[Source information — start]
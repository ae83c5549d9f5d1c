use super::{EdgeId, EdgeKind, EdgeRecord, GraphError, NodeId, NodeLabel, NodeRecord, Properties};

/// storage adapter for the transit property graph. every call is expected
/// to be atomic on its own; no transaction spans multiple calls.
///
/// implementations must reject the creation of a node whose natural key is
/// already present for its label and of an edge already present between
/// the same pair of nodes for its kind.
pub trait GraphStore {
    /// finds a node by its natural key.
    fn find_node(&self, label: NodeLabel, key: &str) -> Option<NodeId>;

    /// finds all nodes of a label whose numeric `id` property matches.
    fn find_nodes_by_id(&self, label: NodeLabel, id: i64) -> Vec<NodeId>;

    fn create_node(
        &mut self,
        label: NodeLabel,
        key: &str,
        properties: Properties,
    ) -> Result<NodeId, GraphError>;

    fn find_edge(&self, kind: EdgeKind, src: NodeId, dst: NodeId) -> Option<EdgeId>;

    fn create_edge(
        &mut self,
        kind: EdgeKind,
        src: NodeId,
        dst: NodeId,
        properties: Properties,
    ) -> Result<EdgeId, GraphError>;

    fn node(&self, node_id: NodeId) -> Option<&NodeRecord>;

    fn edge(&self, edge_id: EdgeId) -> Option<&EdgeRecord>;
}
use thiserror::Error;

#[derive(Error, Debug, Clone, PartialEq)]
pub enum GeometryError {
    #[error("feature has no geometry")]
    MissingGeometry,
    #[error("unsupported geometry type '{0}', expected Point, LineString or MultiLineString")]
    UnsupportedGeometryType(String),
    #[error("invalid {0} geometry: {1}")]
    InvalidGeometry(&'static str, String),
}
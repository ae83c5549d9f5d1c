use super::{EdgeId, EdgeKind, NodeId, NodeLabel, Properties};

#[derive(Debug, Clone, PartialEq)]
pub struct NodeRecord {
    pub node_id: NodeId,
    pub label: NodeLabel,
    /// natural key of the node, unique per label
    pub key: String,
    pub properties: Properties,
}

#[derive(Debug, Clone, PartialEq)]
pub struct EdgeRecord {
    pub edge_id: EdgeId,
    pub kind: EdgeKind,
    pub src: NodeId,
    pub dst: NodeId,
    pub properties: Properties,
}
[Source information — finish]
[Source information — start]
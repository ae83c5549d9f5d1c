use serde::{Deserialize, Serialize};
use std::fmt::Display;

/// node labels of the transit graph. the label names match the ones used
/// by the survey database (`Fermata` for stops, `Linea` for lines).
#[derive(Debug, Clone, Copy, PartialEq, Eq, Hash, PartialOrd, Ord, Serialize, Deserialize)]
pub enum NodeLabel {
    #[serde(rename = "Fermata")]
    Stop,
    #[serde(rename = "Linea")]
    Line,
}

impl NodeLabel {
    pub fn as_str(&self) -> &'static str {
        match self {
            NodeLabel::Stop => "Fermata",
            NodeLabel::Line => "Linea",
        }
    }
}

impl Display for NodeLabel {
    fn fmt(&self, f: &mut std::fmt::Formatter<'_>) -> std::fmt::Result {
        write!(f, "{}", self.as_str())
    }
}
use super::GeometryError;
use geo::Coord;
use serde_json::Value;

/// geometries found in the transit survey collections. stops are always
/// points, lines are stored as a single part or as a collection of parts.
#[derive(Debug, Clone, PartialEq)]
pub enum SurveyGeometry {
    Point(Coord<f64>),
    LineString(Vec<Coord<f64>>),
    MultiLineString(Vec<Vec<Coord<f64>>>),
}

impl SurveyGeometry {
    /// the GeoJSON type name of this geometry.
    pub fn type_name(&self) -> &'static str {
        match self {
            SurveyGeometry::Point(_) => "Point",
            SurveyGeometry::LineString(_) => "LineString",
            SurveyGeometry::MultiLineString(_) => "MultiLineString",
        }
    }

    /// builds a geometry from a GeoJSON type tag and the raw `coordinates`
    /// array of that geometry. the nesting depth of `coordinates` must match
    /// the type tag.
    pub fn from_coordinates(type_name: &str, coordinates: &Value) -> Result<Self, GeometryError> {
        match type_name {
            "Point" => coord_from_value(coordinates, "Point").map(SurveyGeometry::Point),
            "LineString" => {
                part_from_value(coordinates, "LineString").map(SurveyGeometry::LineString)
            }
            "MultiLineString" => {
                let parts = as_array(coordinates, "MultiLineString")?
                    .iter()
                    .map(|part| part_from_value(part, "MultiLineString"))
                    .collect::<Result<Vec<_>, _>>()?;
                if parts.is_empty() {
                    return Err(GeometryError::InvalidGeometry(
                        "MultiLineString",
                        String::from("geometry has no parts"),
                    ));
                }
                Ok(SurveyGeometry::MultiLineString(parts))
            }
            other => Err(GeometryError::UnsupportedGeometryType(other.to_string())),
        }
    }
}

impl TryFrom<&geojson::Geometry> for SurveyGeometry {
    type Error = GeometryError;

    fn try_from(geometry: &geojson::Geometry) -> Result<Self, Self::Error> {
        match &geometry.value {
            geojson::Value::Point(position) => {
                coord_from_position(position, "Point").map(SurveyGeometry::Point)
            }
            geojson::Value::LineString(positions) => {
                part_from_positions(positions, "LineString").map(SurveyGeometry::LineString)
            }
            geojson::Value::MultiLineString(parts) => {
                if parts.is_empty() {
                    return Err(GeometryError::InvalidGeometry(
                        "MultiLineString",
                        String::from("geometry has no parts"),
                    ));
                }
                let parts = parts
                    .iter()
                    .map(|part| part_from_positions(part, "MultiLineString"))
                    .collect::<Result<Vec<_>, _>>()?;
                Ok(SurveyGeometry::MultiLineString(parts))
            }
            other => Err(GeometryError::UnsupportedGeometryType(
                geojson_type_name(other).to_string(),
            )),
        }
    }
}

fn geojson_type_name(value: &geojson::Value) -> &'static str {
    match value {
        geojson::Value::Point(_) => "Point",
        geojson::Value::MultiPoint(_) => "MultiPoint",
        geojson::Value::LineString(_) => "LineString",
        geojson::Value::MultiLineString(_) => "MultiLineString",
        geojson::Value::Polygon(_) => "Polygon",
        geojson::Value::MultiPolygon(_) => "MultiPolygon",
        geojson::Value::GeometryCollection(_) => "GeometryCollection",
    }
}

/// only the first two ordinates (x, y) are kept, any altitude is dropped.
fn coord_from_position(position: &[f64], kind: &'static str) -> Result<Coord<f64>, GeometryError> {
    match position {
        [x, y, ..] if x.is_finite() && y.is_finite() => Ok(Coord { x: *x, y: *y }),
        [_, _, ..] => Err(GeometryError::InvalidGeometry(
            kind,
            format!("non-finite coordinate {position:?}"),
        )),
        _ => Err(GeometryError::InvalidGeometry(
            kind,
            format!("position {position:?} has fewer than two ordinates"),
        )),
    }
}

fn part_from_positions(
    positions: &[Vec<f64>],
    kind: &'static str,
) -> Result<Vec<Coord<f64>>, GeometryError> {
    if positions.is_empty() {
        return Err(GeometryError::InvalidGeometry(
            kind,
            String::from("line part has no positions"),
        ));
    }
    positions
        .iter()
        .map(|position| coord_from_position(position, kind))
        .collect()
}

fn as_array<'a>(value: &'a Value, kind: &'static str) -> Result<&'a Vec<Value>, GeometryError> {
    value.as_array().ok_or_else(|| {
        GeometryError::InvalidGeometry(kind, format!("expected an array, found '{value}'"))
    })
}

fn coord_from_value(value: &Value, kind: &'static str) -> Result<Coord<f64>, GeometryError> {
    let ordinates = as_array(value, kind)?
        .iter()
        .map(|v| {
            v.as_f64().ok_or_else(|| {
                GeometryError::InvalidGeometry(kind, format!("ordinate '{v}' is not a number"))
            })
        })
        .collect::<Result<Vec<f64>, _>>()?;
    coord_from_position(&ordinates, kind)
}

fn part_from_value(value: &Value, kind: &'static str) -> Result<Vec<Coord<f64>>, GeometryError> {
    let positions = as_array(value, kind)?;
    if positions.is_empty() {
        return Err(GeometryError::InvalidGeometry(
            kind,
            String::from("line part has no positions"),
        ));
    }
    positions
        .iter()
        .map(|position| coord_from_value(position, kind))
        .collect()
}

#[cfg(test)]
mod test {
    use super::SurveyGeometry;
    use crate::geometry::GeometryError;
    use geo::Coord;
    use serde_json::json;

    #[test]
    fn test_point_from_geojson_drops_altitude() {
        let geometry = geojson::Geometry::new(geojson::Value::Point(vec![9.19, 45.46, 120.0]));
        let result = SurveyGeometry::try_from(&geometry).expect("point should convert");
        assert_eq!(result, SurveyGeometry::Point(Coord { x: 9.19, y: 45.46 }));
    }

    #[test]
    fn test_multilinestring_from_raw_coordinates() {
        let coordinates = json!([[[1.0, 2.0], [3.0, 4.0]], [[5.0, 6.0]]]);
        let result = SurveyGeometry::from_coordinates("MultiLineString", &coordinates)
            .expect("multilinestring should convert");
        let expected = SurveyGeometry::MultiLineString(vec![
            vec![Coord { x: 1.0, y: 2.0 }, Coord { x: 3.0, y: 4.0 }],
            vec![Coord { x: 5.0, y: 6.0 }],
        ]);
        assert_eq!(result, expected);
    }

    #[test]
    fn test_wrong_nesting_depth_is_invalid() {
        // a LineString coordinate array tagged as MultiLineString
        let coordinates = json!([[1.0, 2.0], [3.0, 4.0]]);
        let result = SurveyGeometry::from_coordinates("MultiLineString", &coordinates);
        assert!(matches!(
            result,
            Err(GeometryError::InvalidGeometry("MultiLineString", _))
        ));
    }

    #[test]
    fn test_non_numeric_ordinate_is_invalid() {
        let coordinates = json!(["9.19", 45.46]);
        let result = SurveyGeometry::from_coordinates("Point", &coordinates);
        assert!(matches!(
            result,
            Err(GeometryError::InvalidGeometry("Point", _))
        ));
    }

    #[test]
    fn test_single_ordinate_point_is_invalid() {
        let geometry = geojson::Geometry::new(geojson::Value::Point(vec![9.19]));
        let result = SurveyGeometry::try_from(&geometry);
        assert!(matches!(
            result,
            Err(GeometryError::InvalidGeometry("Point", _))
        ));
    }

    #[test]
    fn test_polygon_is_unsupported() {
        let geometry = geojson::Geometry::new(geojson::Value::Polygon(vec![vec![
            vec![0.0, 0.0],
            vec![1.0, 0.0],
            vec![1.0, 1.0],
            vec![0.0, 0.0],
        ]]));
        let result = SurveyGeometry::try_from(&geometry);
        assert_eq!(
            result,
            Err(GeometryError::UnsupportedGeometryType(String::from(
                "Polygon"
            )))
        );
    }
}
[Source information — finish]
[Source information — start]
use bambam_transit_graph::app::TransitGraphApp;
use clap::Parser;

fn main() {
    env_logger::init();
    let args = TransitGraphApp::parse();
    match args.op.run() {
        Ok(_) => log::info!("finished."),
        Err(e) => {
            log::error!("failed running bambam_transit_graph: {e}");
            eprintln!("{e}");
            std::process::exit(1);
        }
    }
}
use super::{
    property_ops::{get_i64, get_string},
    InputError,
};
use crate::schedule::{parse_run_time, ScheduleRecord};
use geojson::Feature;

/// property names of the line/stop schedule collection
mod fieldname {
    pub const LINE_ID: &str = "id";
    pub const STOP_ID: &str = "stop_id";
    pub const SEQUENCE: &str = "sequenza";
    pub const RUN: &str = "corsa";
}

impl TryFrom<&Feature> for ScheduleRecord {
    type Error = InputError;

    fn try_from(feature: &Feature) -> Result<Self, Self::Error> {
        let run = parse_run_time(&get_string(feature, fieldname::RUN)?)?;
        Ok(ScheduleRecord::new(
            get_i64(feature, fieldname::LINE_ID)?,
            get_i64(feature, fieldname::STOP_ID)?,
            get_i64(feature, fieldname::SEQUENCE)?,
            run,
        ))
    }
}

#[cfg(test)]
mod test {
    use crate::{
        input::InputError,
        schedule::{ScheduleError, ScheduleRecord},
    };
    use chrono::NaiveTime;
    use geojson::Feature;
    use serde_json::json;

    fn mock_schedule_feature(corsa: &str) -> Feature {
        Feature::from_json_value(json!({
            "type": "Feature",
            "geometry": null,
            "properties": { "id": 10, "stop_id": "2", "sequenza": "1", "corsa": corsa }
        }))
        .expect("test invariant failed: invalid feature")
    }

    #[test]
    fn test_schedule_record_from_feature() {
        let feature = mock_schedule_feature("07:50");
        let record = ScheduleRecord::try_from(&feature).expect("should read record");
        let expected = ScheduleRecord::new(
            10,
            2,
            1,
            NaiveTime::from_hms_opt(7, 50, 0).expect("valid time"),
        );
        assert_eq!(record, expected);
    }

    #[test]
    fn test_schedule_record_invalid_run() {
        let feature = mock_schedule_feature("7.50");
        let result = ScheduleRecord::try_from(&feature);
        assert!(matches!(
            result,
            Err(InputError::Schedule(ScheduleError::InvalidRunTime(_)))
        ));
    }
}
[Source information — finish]
## Exercise instructions
Nothing but the lines above from the one containing "use std::fmt::Display;" through the one containing "collection of parts." should appear in the answer, each repeated exactly.

## Result of the exercise
use std::fmt::Display;

/// node labels of the transit graph. the label names match the ones used
/// by the survey database (`Fermata` for stops, `Linea` for lines).
#[derive(Debug, Clone, Copy, PartialEq, Eq, Hash, PartialOrd, Ord, Serialize, Deserialize)]
pub enum NodeLabel {
    #[serde(rename = "Fermata")]
    Stop,
    #[serde(rename = "Linea")]
    Line,
}

impl NodeLabel {
    pub fn as_str(&self) -> &'static str {
        match self {
            NodeLabel::Stop => "Fermata",
            NodeLabel::Line => "Linea",
        }
    }
}

impl Display for NodeLabel {
    fn fmt(&self, f: &mut std::fmt::Formatter<'_>) -> std::fmt::Result {
        write!(f, "{}", self.as_str())
    }
}
use super::GeometryError;
use geo::Coord;
use serde_json::Value;

/// geometries found in the transit survey collections. stops are always
/// points, lines are stored as a single part or as a collection of parts.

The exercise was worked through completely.